Exercise inputs START
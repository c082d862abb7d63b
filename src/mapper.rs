use crate::canvas::{RasterCanvas, ResizeFilter};
use crate::geo::{GeoPoint, GeoZone};
use crate::projection::{MercatorProjector, Projector};
use crate::tile::{GridTile, TileBounds, TileIndex};
use crate::util::{tile_filename, DEFAULT_FILENAME_TEMPLATE};
use crate::TilerError;
use std::fs;
use std::path::{Path, PathBuf};

/// Pixel distances between the edges of the canvas (or of the edge tiles)
/// and some geographic edge.
#[derive(Debug, Clone, Copy, PartialEq, Eq, Default)]
pub struct PixelMargins {
    pub left: i64,
    pub right: i64,
    pub top: i64,
    pub bottom: i64,
}

#[derive(Debug, Clone, PartialEq)]
pub struct BuildOptions {
    /// Supports `%zoom%`, `%tilex%`, `%tiley%` and `%ext%`.
    pub filename_template: String,
    pub create_folder: bool,
    /// Removes the regular files directly inside the output folder first.
    pub clear_folder: bool,
    /// 1 to 100.
    pub opacity: u8,
    pub filter: ResizeFilter,
}

impl Default for BuildOptions {
    fn default() -> Self {
        BuildOptions {
            filename_template: DEFAULT_FILENAME_TEMPLATE.to_string(),
            create_folder: true,
            clear_folder: false,
            opacity: 100,
            filter: ResizeFilter::default(),
        }
    }
}

impl BuildOptions {
    pub fn validate(&self) -> Result<(), TilerError> {
        if !(1..=100).contains(&self.opacity) {
            return Err(TilerError::InvalidArgument(format!(
                "opacity must be within 1..=100, got {}",
                self.opacity
            )));
        }
        if self.filename_template.is_empty() {
            return Err(TilerError::InvalidArgument(
                "empty filename template".to_string(),
            ));
        }
        Ok(())
    }
}

#[derive(Debug, Clone, Copy, PartialEq)]
struct Mask {
    zone: GeoZone,
    color: [u8; 3],
}

/// Build plan for turning one georeferenced image into the tiles it covers.
///
/// Everything geometric is derived once, in [`TileMapper::new`]; the full
/// resolution canvas only exists for the duration of [`TileMapper::build`].
#[derive(Debug, Clone)]
pub struct TileMapper {
    zoom: u32,
    image_path: PathBuf,
    image_zone: GeoZone,
    tile_size: u32,
    so_tile: TileIndex,
    ne_tile: TileIndex,
    so_bounds: TileBounds,
    ne_bounds: TileBounds,
    tiles_zone: GeoZone,
    nb_tiles_x: u32,
    nb_tiles_y: u32,
    output_width: u32,
    output_height: u32,
    mask: Option<Mask>,
}

impl TileMapper {
    pub fn new<P: AsRef<Path>>(
        zoom: u32,
        image_path: P,
        lat1: f64,
        lat2: f64,
        lon1: f64,
        lon2: f64,
    ) -> Result<Self, TilerError> {
        Self::with_projector(&MercatorProjector::new(), zoom, image_path, lat1, lat2, lon1, lon2)
    }

    pub fn with_projector<P: AsRef<Path>>(
        projector: &dyn Projector,
        zoom: u32,
        image_path: P,
        lat1: f64,
        lat2: f64,
        lon1: f64,
        lon2: f64,
    ) -> Result<Self, TilerError> {
        let image_zone = GeoZone::new(lat1, lat2, lon1, lon2);
        let tile_size = projector.tile_size();

        let so = image_zone.southwest();
        let ne = image_zone.northeast();
        let so_tile = projector.lat_lon_to_tile(so.latitude(), so.longitude(), zoom)?;
        let ne_tile = projector.lat_lon_to_tile(ne.latitude(), ne.longitude(), zoom)?;

        // The projector reports latitudes southward-positive.
        let so_bounds = projector.tile_lat_lon_bounds(so_tile, zoom)?.flip_latitude();
        let ne_bounds = projector.tile_lat_lon_bounds(ne_tile, zoom)?.flip_latitude();

        let tiles_zone = GeoZone::from_points(
            GeoPoint::new(so_bounds.max.lat, so_bounds.min.lon),
            GeoPoint::new(ne_bounds.min.lat, ne_bounds.max.lon),
        );

        let nb_tiles_x = ((ne_tile.x - so_tile.x).abs() + 1) as u32;
        let nb_tiles_y = ((ne_tile.y - so_tile.y).abs() + 1) as u32;

        let (output_width, output_height) = match (
            nb_tiles_x.checked_mul(tile_size),
            nb_tiles_y.checked_mul(tile_size),
        ) {
            (Some(w), Some(h)) => (w, h),
            _ => {
                return Err(TilerError::InvalidArgument(format!(
                    "canvas of {}x{} tiles exceeds u32 pixels",
                    nb_tiles_x, nb_tiles_y
                )))
            }
        };

        let mapper = TileMapper {
            zoom,
            image_path: image_path.as_ref().to_path_buf(),
            image_zone,
            tile_size,
            so_tile,
            ne_tile,
            so_bounds,
            ne_bounds,
            tiles_zone,
            nb_tiles_x,
            nb_tiles_y,
            output_width,
            output_height,
            mask: None,
        };

        info!(
            "Zoom {}: image {} covers tiles x {}..={}, y {}..={} ({}x{} tiles, {}x{} px)",
            zoom,
            image_zone,
            mapper.min_tile_x(),
            mapper.max_tile_x(),
            mapper.min_tile_y(),
            mapper.max_tile_y(),
            nb_tiles_x,
            nb_tiles_y,
            mapper.output_width,
            mapper.output_height
        );
        Ok(mapper)
    }

    /// Fills everything outside the given zone with `(r, g, b)` when building.
    pub fn set_mask_zone(&mut self, lat1: f64, lat2: f64, lon1: f64, lon2: f64, r: u8, g: u8, b: u8) {
        self.mask = Some(Mask {
            zone: GeoZone::new(lat1, lat2, lon1, lon2),
            color: [r, g, b],
        });
    }

    pub fn zoom(&self) -> u32 {
        self.zoom
    }

    pub fn image_path(&self) -> &Path {
        &self.image_path
    }

    pub fn image_zone(&self) -> GeoZone {
        self.image_zone
    }

    /// Union of the south-west-most and north-east-most covered tiles.
    pub fn tiles_zone(&self) -> GeoZone {
        self.tiles_zone
    }

    pub fn mask_zone(&self) -> Option<GeoZone> {
        self.mask.map(|m| m.zone)
    }

    pub fn tile_size(&self) -> u32 {
        self.tile_size
    }

    pub fn min_tile_x(&self) -> i64 {
        self.so_tile.x.min(self.ne_tile.x)
    }

    pub fn max_tile_x(&self) -> i64 {
        self.so_tile.x.max(self.ne_tile.x)
    }

    // Tile rows grow southward, so the north-east tile has the smaller y.
    pub fn min_tile_y(&self) -> i64 {
        self.ne_tile.y
    }

    pub fn max_tile_y(&self) -> i64 {
        self.so_tile.y
    }

    pub fn nb_tiles_x(&self) -> u32 {
        self.nb_tiles_x
    }

    pub fn nb_tiles_y(&self) -> u32 {
        self.nb_tiles_y
    }

    pub fn output_width(&self) -> u32 {
        self.output_width
    }

    pub fn output_height(&self) -> u32 {
        self.output_height
    }

    /// Pixels of each edge tile left uncovered by the source image.
    pub fn image_margins(&self) -> PixelMargins {
        let ts = self.tile_size as f64;

        let aso = self.tiles_zone.southwest();
        let ane = GeoPoint::new(
            self.so_bounds.min.lat.max(self.so_bounds.max.lat),
            self.so_bounds.min.lon.max(self.so_bounds.max.lon),
        );
        let a = self.image_zone.southwest();

        let left = (ts * ((a.longitude() - aso.longitude()) / (ane.longitude() - aso.longitude())))
            .floor() as i64;
        let bottom = (ts * ((a.latitude() - aso.latitude()) / (ane.latitude() - aso.latitude())))
            .floor() as i64;

        let bso = GeoPoint::new(
            self.ne_bounds.min.lat.min(self.ne_bounds.max.lat),
            self.ne_bounds.min.lon.min(self.ne_bounds.max.lon),
        );
        let bne = self.tiles_zone.northeast();
        let b = self.image_zone.northeast();

        let covered_east = (ts * ((b.longitude() - bso.longitude()) / (bne.longitude() - bso.longitude())))
            .floor() as i64;
        let covered_north = (ts * ((b.latitude() - bso.latitude()) / (bne.latitude() - bso.latitude())))
            .floor() as i64;

        PixelMargins {
            left,
            right: self.tile_size as i64 - covered_east,
            top: self.tile_size as i64 - covered_north,
            bottom,
        }
    }

    /// Size the source image is stretched to so that it spans exactly its
    /// geographic extent on the canvas. Never smaller than 1x1.
    pub fn resize_target(&self, margins: &PixelMargins) -> (u32, u32) {
        let ts = self.tile_size as i64;
        let x = (self.nb_tiles_x as i64 - 2) * ts + (ts - margins.left) + (ts - margins.right);
        let y = (self.nb_tiles_y as i64 - 2) * ts + (ts - margins.top) + (ts - margins.bottom);

        if x < 1 || y < 1 {
            warn!(
                "Image spans less than a pixel at zoom {} ({}x{}), stretching it to 1 px",
                self.zoom, x, y
            );
        }
        (x.max(1) as u32, y.max(1) as u32)
    }

    /// Width of the bands painted outside the mask zone, if one is set.
    pub fn mask_margins(&self) -> Option<PixelMargins> {
        let mask = self.mask.as_ref()?;
        let (w, h) = (self.output_width as f64, self.output_height as f64);

        let valid_nw = mask.zone.northwest();
        let valid_sw = mask.zone.southwest();
        let valid_ne = mask.zone.northeast();
        let tiles_nw = self.tiles_zone.northwest();
        let tiles_sw = self.tiles_zone.southwest();
        let tiles_ne = self.tiles_zone.northeast();

        let lat_span = tiles_nw.latitude() - tiles_sw.latitude();
        let top = h * ((tiles_nw.latitude() - valid_nw.latitude()) / lat_span);
        let bottom = h - h * ((tiles_nw.latitude() - valid_sw.latitude()) / lat_span);

        let lon_span = tiles_ne.longitude() - tiles_nw.longitude();
        let left = w * ((valid_nw.longitude() - tiles_nw.longitude()) / lon_span);
        let right = w - w * ((valid_ne.longitude() - tiles_nw.longitude()) / lon_span);

        Some(PixelMargins {
            left: left.round() as i64,
            right: right.round() as i64,
            top: top.round() as i64,
            bottom: bottom.round() as i64,
        })
    }

    /// Covered tiles in writing order: column by column from the west, each
    /// column from north to south.
    pub fn tiles(&self) -> impl Iterator<Item = GridTile> + '_ {
        let start_y = self.so_tile.y - self.nb_tiles_y as i64 + 1;
        (0..self.nb_tiles_x).flat_map(move |x| {
            (0..self.nb_tiles_y).map(move |y| GridTile {
                index: TileIndex::new(self.so_tile.x + x as i64, start_y + y as i64),
                zoom: self.zoom,
                canvas_x: x * self.tile_size,
                canvas_y: y * self.tile_size,
            })
        })
    }

    /// Resamples, composites and masks the source image onto a canvas of
    /// `output_width` x `output_height` pixels aligned on the tile grid.
    pub fn render(&self, options: &BuildOptions) -> Result<RasterCanvas, TilerError> {
        options.validate()?;

        let margins = self.image_margins();
        let (target_w, target_h) = self.resize_target(&margins);
        debug!("Image margins {:?}, resizing source to {}x{}", margins, target_w, target_h);

        let mut source = RasterCanvas::open(&self.image_path)?;
        source.resize(target_w, target_h, options.filter);

        let mut full = RasterCanvas::blank(self.output_width, self.output_height);
        full.import_at(&source, margins.left, margins.top);
        if options.opacity < 100 {
            full.set_opacity(options.opacity)?;
        }

        if let (Some(mask), Some(m)) = (self.mask.as_ref(), self.mask_margins()) {
            debug!("Mask margins {:?}, fill color {:?}", m, mask.color);
            let (w, h) = (self.output_width as i64, self.output_height as i64);

            // Bands overlap at the corners, which is harmless with a single color.
            full.fill_rectangle(0, 0, w, m.top, mask.color);
            full.fill_rectangle(0, h - m.bottom, w, h, mask.color);
            full.fill_rectangle(0, 0, m.left, h, mask.color);
            full.fill_rectangle(w - m.right, 0, w, h, mask.color);
        }

        Ok(full)
    }

    /// Slices `canvas` into tiles and writes each one under `folder`.
    pub fn write_tiles<P: AsRef<Path>>(
        &self,
        canvas: &RasterCanvas,
        folder: P,
        filename_template: &str,
    ) -> Result<Vec<PathBuf>, TilerError> {
        let folder = folder.as_ref();
        let ext = canvas.native_extension();
        let mut written = Vec::with_capacity(self.nb_tiles_x as usize * self.nb_tiles_y as usize);

        for t in self.tiles() {
            let part = canvas.extract_region(t.canvas_x, t.canvas_y, self.tile_size, self.tile_size);
            let name = tile_filename(filename_template, t.zoom, t.index.x, t.index.y, ext);
            let path = folder.join(name);

            if let Some(parent) = path.parent() {
                if !parent.is_dir() {
                    fs::create_dir_all(parent).map_err(TilerError::filesystem(parent))?;
                }
            }
            part.write(&path)?;
            debug!("Wrote tile {} to {}", t.index, path.display());
            written.push(path);
        }

        Ok(written)
    }

    /// Writes every covered tile to `folder`, returning the written paths.
    ///
    /// Tiles already written when an error occurs are left in place.
    pub fn build<P: AsRef<Path>>(
        &self,
        folder: P,
        options: &BuildOptions,
    ) -> Result<Vec<PathBuf>, TilerError> {
        let folder = folder.as_ref();
        options.validate()?;
        prepare_folder(folder, options.create_folder, options.clear_folder)?;

        let full = self.render(options)?;
        let written = self.write_tiles(&full, folder, &options.filename_template)?;

        info!("Wrote {} tiles to {}", written.len(), folder.display());
        Ok(written)
    }
}

fn prepare_folder(folder: &Path, create: bool, clear: bool) -> Result<(), TilerError> {
    if !folder.is_dir() {
        if !create {
            return Err(TilerError::MissingFolder(folder.to_path_buf()));
        }
        fs::create_dir_all(folder).map_err(TilerError::filesystem(folder))?;
        debug!("Created {}", folder.display());
    }

    if clear {
        for entry in fs::read_dir(folder).map_err(TilerError::filesystem(folder))? {
            let path = entry.map_err(TilerError::filesystem(folder))?.path();
            if path.is_file() {
                fs::remove_file(&path).map_err(TilerError::filesystem(&path))?;
            }
        }
    }
    Ok(())
}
Exercise inputs END
**Task goal**
Across the data, pull every line containing the string "InvalidArgument".

**Solution below**
            return Err(TilerError::InvalidArgument(format!(
            return Err(TilerError::InvalidArgument(
                return Err(TilerError::InvalidArgument(format!(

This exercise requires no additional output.